I guess I should caveat the above advice with "for disks that are just old". Disks that have been damaged over the years, or have had magnets run over them, etc all bets are off short of "extreme" options that might not even work.
Many of these techniques also work for reading damaged audio CDs, DVDs, etc.
I had tons of old disks from my Amiga, Mac Plus and even Apple ][ days, and did a fair amount of hunting before finding Kryoflux... it uses a USB device as a 3.5 and 5.25 disk controller, and can read the disks at the lowest level the drive supports -- so it can, for example, read the old 400/800k mac disks that require the old apple multi-speed drives with a regular 3.5 PC drive. The blueprints for the board are available (to etch/build your own, but I think you need to create your own layout), or you can buy a prefab from them (when they have them in stock, anyway -- I had to wait a few months).

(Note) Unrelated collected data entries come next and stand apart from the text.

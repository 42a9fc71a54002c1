//! Array-indexed price ladder.
//!
//! ## Layout
//!
//! One [`PriceLevel`] per integer tick in `[0, max_price)`, addressed directly
//! by price. Finding the queue for a price is a slice index; the cost is one
//! (mostly empty) queue header per tick, allocated up front.
//!
//! ```text
//! index:   0   1  ...  198  199  200  201  202  ...  max_price-1
//! levels: [ ] [ ] ... [ ]  [ ]  [B B] [ ]  [S]  ...  [ ]
//!                                 ^         ^
//!                             best_bid   best_ask
//! ```
//!
//! ## Best Bid/Ask
//!
//! Both are cached. `None` stands for the empty side ("no bids" sits below
//! every valid price, "no asks" above it). When the best level empties the
//! cache walks outward to the next non-empty level on that side, so the cost
//! is proportional to the number of empty ticks skipped. A side whose last
//! order was just taken goes straight to `None` without walking.
//!
//! Between submissions every bid sits strictly below every ask, so a
//! non-empty level only ever holds one side and any non-empty level above the
//! best ask (below the best bid) is an ask (a bid).

use crate::error::BookError;
use crate::orderbook::level::{FrontFill, PriceLevel};
use crate::types::{Order, Price, Quantity, Side};

/// Price levels plus cached best prices and per-side order counts.
#[derive(Debug, Clone)]
pub(crate) struct Ladder {
    levels: Vec<PriceLevel>,
    max_price: Price,
    best_bid: Option<Price>,
    best_ask: Option<Price>,
    bid_count: usize,
    ask_count: usize,
}

impl Ladder {
    /// Allocate `max_price` empty levels.
    ///
    /// Fails with [`BookError::CapacityExceeded`] when `max_price` is zero or
    /// the ladder cannot be allocated.
    pub fn new(max_price: Price) -> Result<Self, BookError> {
        let capacity = usize::try_from(max_price)
            .ok()
            .filter(|&len| len > 0)
            .ok_or(BookError::CapacityExceeded { max_price })?;

        let mut levels = Vec::new();
        levels
            .try_reserve_exact(capacity)
            .map_err(|_| BookError::CapacityExceeded { max_price })?;
        levels.resize_with(capacity, PriceLevel::new);

        Ok(Self {
            levels,
            max_price,
            best_bid: None,
            best_ask: None,
            bid_count: 0,
            ask_count: 0,
        })
    }

    // ========================================================================
    // Capacity and Size
    // ========================================================================

    #[inline]
    pub fn max_price(&self) -> Price {
        self.max_price
    }

    #[inline]
    pub fn contains_price(&self, price: Price) -> bool {
        price < self.max_price
    }

    #[inline]
    pub fn bid_count(&self) -> usize {
        self.bid_count
    }

    #[inline]
    pub fn ask_count(&self) -> usize {
        self.ask_count
    }

    #[inline]
    pub fn order_count(&self) -> usize {
        self.bid_count + self.ask_count
    }

    // ========================================================================
    // Best Bid/Ask
    // ========================================================================

    #[inline]
    pub fn best_bid(&self) -> Option<Price> {
        self.best_bid
    }

    #[inline]
    pub fn best_ask(&self) -> Option<Price> {
        self.best_ask
    }

    /// Best resting price on `side`
    #[inline]
    pub fn best(&self, side: Side) -> Option<Price> {
        match side {
            Side::Buy => self.best_bid,
            Side::Sell => self.best_ask,
        }
    }

    /// Whether an incoming order on `side` at `price` crosses the best
    /// resting price on the other side.
    #[inline]
    pub fn crosses(&self, side: Side, price: Price) -> bool {
        match side {
            Side::Buy => self.best_ask.map_or(false, |ask| price >= ask),
            Side::Sell => self.best_bid.map_or(false, |bid| price <= bid),
        }
    }

    // ========================================================================
    // Level Access
    // ========================================================================

    /// Level at `price`, or `None` if the price is off the ladder
    #[inline]
    pub fn level(&self, price: Price) -> Option<&PriceLevel> {
        self.levels.get(usize::try_from(price).ok()?)
    }

    /// Non-empty levels from the highest price to the lowest
    pub fn levels_descending(&self) -> impl Iterator<Item = (Price, &PriceLevel)> + '_ {
        // Asks can sit anywhere above the best ask, bids anywhere below the best bid.
        let top = match (self.best_ask, self.best_bid) {
            (Some(_), _) => self.levels.len(),
            (None, Some(bid)) => bid as usize + 1,
            (None, None) => 0,
        };
        let bottom = match (self.best_bid, self.best_ask) {
            (Some(_), _) => 0,
            (None, Some(ask)) => ask as usize,
            (None, None) => top,
        };
        self.levels[bottom..top]
            .iter()
            .enumerate()
            .rev()
            .filter(|(_, level)| !level.is_empty())
            .map(move |(offset, level)| ((bottom + offset) as Price, level))
    }

    // ========================================================================
    // Mutation
    // ========================================================================

    /// Append an order at the back of its price level.
    ///
    /// The caller guarantees the order does not cross the opposite side and
    /// that its price is on the ladder.
    pub fn rest(&mut self, order: Order) {
        let price = order.price;
        let side = order.side;
        self.levels[price as usize].push_back(order);

        match side {
            Side::Buy => {
                self.bid_count += 1;
                self.best_bid = Some(self.best_bid.map_or(price, |bid| bid.max(price)));
            }
            Side::Sell => {
                self.ask_count += 1;
                self.best_ask = Some(self.best_ask.map_or(price, |ask| ask.min(price)));
            }
        }
    }

    /// Oldest order at the best price on `side`
    #[inline]
    pub fn best_order(&self, side: Side) -> Option<&Order> {
        let price = self.best(side)?;
        self.levels[price as usize].front()
    }

    /// Fill up to `quantity` against the oldest order at the best price on
    /// `side`, dropping it if it is used up and moving the best price on if
    /// its level empties.
    pub fn fill_best(&mut self, side: Side, quantity: Quantity) -> Option<FrontFill> {
        let price = self.best(side)?;
        let level = &mut self.levels[price as usize];
        let fill = level.fill_front(quantity)?;
        let emptied = level.is_empty();

        if fill.removed.is_some() {
            match side {
                Side::Buy => self.bid_count -= 1,
                Side::Sell => self.ask_count -= 1,
            }
        }
        if emptied {
            let skipped = self.advance_best(side, price);
            log::trace!("{} level {} emptied, {} ticks skipped", side, price, skipped);
        }

        Some(fill)
    }

    /// Move the best price on `side` off the emptied level at `from`.
    ///
    /// Returns the number of empty ticks skipped.
    fn advance_best(&mut self, side: Side, from: Price) -> usize {
        let remaining = match side {
            Side::Buy => self.bid_count,
            Side::Sell => self.ask_count,
        };
        if remaining == 0 {
            match side {
                Side::Buy => self.best_bid = None,
                Side::Sell => self.best_ask = None,
            }
            log::debug!("{} side exhausted", side);
            return 0;
        }

        let from = from as usize;
        let occupied = |index: &usize| !self.levels[*index].is_empty();
        let next = match side {
            Side::Sell => (from + 1..self.levels.len()).find(occupied),
            Side::Buy => (0..from).rev().find(occupied),
        };
        debug_assert!(next.is_some(), "{} orders counted but none found", side);
        debug_assert!(next.map_or(true, |index| self.levels[index].side() == Some(side)));

        let best = next.map(|index| index as Price);
        match side {
            Side::Buy => self.best_bid = best,
            Side::Sell => self.best_ask = best,
        }
        next.map_or(0, |index| index.abs_diff(from) - 1)
    }
}

// ============================================================================
// Unit Tests
// ============================================================================
//! # Tick Book
//!
//! Matching core of a limit-order exchange for a single instrument.
//!
//! ## Architecture
//!
//! - **Types**: Core data structures (Order, Side, Trader, Execution)
//! - **OrderBook**: Array-indexed price ladder with price-time priority matching
//! - **Sinks**: Where fills are reported, synchronously and in trade order
//!
//! ## Design Principles
//!
//! 1. **Determinism**: The same submissions always produce the same fills
//! 2. **Integer ticks**: Prices are indices into a fixed ladder `[0, max_price)`
//! 3. **Synchronous execution**: Each fill is reported before the next is made
//! 4. **Single writer**: The book has no internal locking
//!
//! ## Example
//!
//! ```
//! use tick_book::{OrderBook, RecordingSink, Side};
//!
//! let mut book = OrderBook::new("BTCUSD", 0, 10_000, RecordingSink::new()).unwrap();
//! book.submit_limit_order(Side::Buy, 3, 200, "Bea").unwrap();
//! book.submit_limit_order(Side::Sell, 1, 198, "Sol").unwrap();
//!
//! assert_eq!(book.sink().executions()[0].as_tuple(), ("Bea", "Sol", 198, 1));
//! assert_eq!(book.depth_at(200), 2);
//! ```

// ============================================================================
// Module declarations
// ============================================================================

/// Construction parameters
pub mod config;

/// Error taxonomy
pub mod error;

/// Order book: ladder, levels, matching, snapshots
pub mod orderbook;

/// Execution sinks
pub mod sink;

/// Core data types: Order, Side, Trader, Execution
pub mod types;

// ============================================================================
// Re-exports for convenience
// ============================================================================

pub use config::{BookConfig, DEFAULT_MAX_PRICE};
pub use error::{BookError, SinkError};
pub use orderbook::{BookSnapshot, LevelSnapshot, OrderBook};
pub use sink::{ExecutionSink, LogSink, RecordingSink};
pub use types::{Execution, Order, OrderId, Price, Quantity, Side, Trader};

They have software that connects to the USB device and creates various decoded files for lots of archaic disk formats. They keep talking about opening the source code, but I haven't followed the latest developments there... software is free for non-commercial use regardless.
I managed to dump about 50 ancient disks from mac, apple ][ (5.25) and amiga without problems, and could use the images in various emulators to recover the files. I had a few disks with sectors that couldn't be correctly parsed, and lost a few files there, but overall I found the device a savior for my old writings and early coding projects.
They sell the devices at http://www.kryoflux.com/ or you can troll the forum link for the blueprints (I can dig it up if there's interest). Last I heard they were working on write support (and a quick check looks like that may be available now too).
Thumbs up here.
Scott
"User 460244 is talking gibberish and does not understand the problem"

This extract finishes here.